What are you reading? – 13 June 2019

A weekly look over the shoulders of our scholar-reviewers

June 13, 2019
Books in a library
Source: iStock

Harriet Dunbar-Morris, dean of learning and teaching at the University of Portsmouth, is reading Henry David Thoreau’s Walden: Or, Life in the Woods (Dover, 1995). “This 1854 account of the time that Thoreau lived alone in a secluded cabin is known as one of the most influential works of American literature, so I thought I ought to read it. It is a bit of a hair-shirt book, though – I found it very hard going at the beginning.

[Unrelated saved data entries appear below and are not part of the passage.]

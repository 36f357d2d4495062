mod config;
mod display;
mod types;

use embedded_graphics::pixelcolor::BinaryColor;
use esp_hal::{
    gpio::{Level, Output, OutputConfig},
    i2c::master::{Config as I2cConfig, I2c, SoftwareTimeout},
    rng::Rng,
    spi::{
        master::{Config as SpiConfig, Spi},
        Mode as SpiMode,
    },
    time::{Duration as HalDuration, Rate},
    timer::timg::TimerGroup,
};
use log::{info, warn};
use oculi::{
    drivers::m5core2::{Axp192, Ili9342, INTERNAL_I2C_KHZ, LCD_SPI_KHZ},
    platform::{BusyDelay, HalI2c},
};

use self::{config::LOG_LEVEL, types::EyesContext};

pub(crate) fn run() -> ! {
    esp_println::logger::init_logger(LOG_LEVEL);
    let peripherals = esp_hal::init(esp_hal::Config::default());
    let timg0 = TimerGroup::new(peripherals.TIMG0);
    esp_rtos::start(timg0.timer0);
    let delay = BusyDelay::new();

    let i2c_cfg = I2cConfig::default()
        .with_frequency(Rate::from_khz(INTERNAL_I2C_KHZ))
        .with_software_timeout(SoftwareTimeout::Transaction(HalDuration::from_millis(40)));
    let i2c = I2c::new(peripherals.I2C0, i2c_cfg)
        .expect("failed to init I2C0")
        .with_sda(peripherals.GPIO21)
        .with_scl(peripherals.GPIO22);

    let mut pmu = Axp192::new(HalI2c::new(i2c));
    match pmu.init(&delay) {
        Ok(true) => {}
        Ok(false) => warn!("axp192: no answer; panel may stay dark"),
        Err(_) => halt_forever(),
    }
    let i2c = pmu.release();

    let lcd_spi_cfg = SpiConfig::default()
        .with_frequency(Rate::from_khz(LCD_SPI_KHZ))
        .with_mode(SpiMode::_0);
    let lcd_spi = Spi::new(peripherals.SPI2, lcd_spi_cfg)
        .expect("failed to init SPI2 for LCD")
        .with_sck(peripherals.GPIO18)
        .with_mosi(peripherals.GPIO23)
        .with_miso(peripherals.GPIO38);
    let lcd_dc = Output::new(peripherals.GPIO15, Level::Low, OutputConfig::default());
    let lcd_cs = Output::new(peripherals.GPIO5, Level::High, OutputConfig::default());
    let mut lcd = Ili9342::new(lcd_spi, lcd_dc, lcd_cs);
    if lcd.init(&delay).is_err() || lcd.clear(BinaryColor::Off).is_err() {
        halt_forever();
    }

    let rng = Rng::new();
    let seed = rng.random();
    info!("app: boot done seed={:#010x}", seed);

    let eyes_context = EyesContext { i2c, lcd, seed };

    let mut executor = esp_rtos::embassy::Executor::new();
    let executor = unsafe { make_static(&mut executor) };
    executor.run(move |spawner| {
        spawner.must_spawn(display::eyes_task(eyes_context));
    });
}

unsafe fn make_static<T>(value: &mut T) -> &'static mut T {
    unsafe { core::mem::transmute(value) }
}

fn halt_forever() -> ! {
    loop {
        core::hint::spin_loop();
    }
}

I felt less alone when I saw on an online forum another reviewer ask ‘Does it get more substantial later?’ to which someone replied that ‘The best chapters… are towards the middle and the end, where he grows and adapts to the Walden environment and realizes things about HIMSELF, not his neighbors.’ So I am slowly but surely working my way through. Yet it may remain on my bedside table for some time, something to pick up and dip into when I haven't got an easier or more exciting novel to read.”

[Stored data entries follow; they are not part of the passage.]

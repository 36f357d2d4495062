/// Source of randomness for blink spacing and saccade jitter.
pub trait RandomSource {
    fn next_u32(&mut self) -> u32;

    /// Uniform-ish value in `0..bound`; `0` when `bound` is zero.
    fn below(&mut self, bound: u32) -> u32 {
        if bound == 0 {
            return 0;
        }
        self.next_u32() % bound
    }

    /// Value in the half-open range `min..max`; `min` when the range is empty.
    fn range(&mut self, min: u32, max: u32) -> u32 {
        if min >= max {
            return min;
        }
        min + self.below(max - min)
    }
}

#[derive(Clone, Copy, Debug)]
pub struct XorShift32 {
    state: u32,
}

impl XorShift32 {
    pub const fn new(seed: u32) -> Self {
        let state = mix32(seed);
        Self {
            state: if state == 0 { 0x9E37_79B9 } else { state },
        }
    }
}

impl RandomSource for XorShift32 {
    fn next_u32(&mut self) -> u32 {
        let mut x = self.state;
        x ^= x << 13;
        x ^= x >> 17;
        x ^= x << 5;
        self.state = x;
        x
    }
}

const fn mix32(mut v: u32) -> u32 {
    v ^= v >> 16;
    v = v.wrapping_mul(0x85EB_CA6B);
    v ^= v >> 13;
    v = v.wrapping_mul(0xC2B2_AE35);
    v ^ (v >> 16)
}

John Anchor, professor of international strategy at the University of Huddersfield, is reading Jeremy Paxman’s Great Britain’s Great War (Penguin, 2014). “A vast amount of literature has surveyed the causes, conduct and consequences of the First World War. Paxman’s book is different because it combines the well-known bigger picture with much less well-known anecdotes and individual stories which help explain how the country we recognise now came into being. He describes the progress of the war through the eyes and ears of those who lived through it – nurses, soldiers, factory workers, journalists and children. These actors and witnesses, if they survived, experienced immense social change: the vote, female emancipation, the loss of great estates as a result of inheritance tax, the rise of fascism and communism and a second world war. Their lives tell us as much as political analyses emphasising the role of ‘great men’. Even professional students of the Great War will find something new in this account.”

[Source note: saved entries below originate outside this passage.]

//! Board support for the M5Stack Core2: AXP192 power, FT6336 touch, MPU6886
//! IMU on the internal I2C bus, and the ILI9342C panel on SPI.

mod axp192;
mod ft6336;
mod ili9342;
mod mpu6886;
#[cfg(test)]
mod test_bus;

pub use axp192::Axp192;
pub use ft6336::{decode_frame, gesture_code, Ft6336, TouchFrame};
#[cfg(feature = "esp-hal-runtime")]
pub use ili9342::Ili9342;
pub use ili9342::{expand_row, rgb565, visible_area, PANEL_HEIGHT, PANEL_WIDTH};
pub use mpu6886::{accel_from_raw, ImuError, Mpu6886};

pub const AXP192_ADDR: u8 = 0x34;
pub const FT6336_ADDR: u8 = 0x38;
pub const MPU6886_ADDR: u8 = 0x68;

pub const INTERNAL_I2C_KHZ: u32 = 400;
pub const LCD_SPI_KHZ: u32 = 40_000;
pub mod m5core2;
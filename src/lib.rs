#![cfg_attr(not(test), no_std)]

pub mod drivers;
pub mod eyes;
pub mod platform;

R. C. Richardson, emeritus professor of history at the University of Winchester, is reading Simon Winchester’s Krakatoa: The Day the World Exploded (Penguin, 2004). “Winchester, always enviably adept at handling a big subject, here deals with the causes, course and consequences of the worst volcanic eruption in recorded history. Krakatoa in Indonesia totally obliterated itself in August 1883 in mighty explosions that could be heard 3,000 miles away. Coastal settlements in Java and Sumatra were completely destroyed. More than 36,000 lost their lives in the ensuing tsunami. Islamic locals saw it as an angry sign from on high. Thanks to the electric telegraph, Morse code and Reuters news agency, the whole world soon knew of the disaster. Indeed the world directly experienced it through discoloration of the sun, moon and sky, temperature change, and westward-moving tidal waves that reached as far as the English Channel. The story is of compelling interest; Winchester’s telling of it is compulsively gripping, though at times self-indulgently wordy.”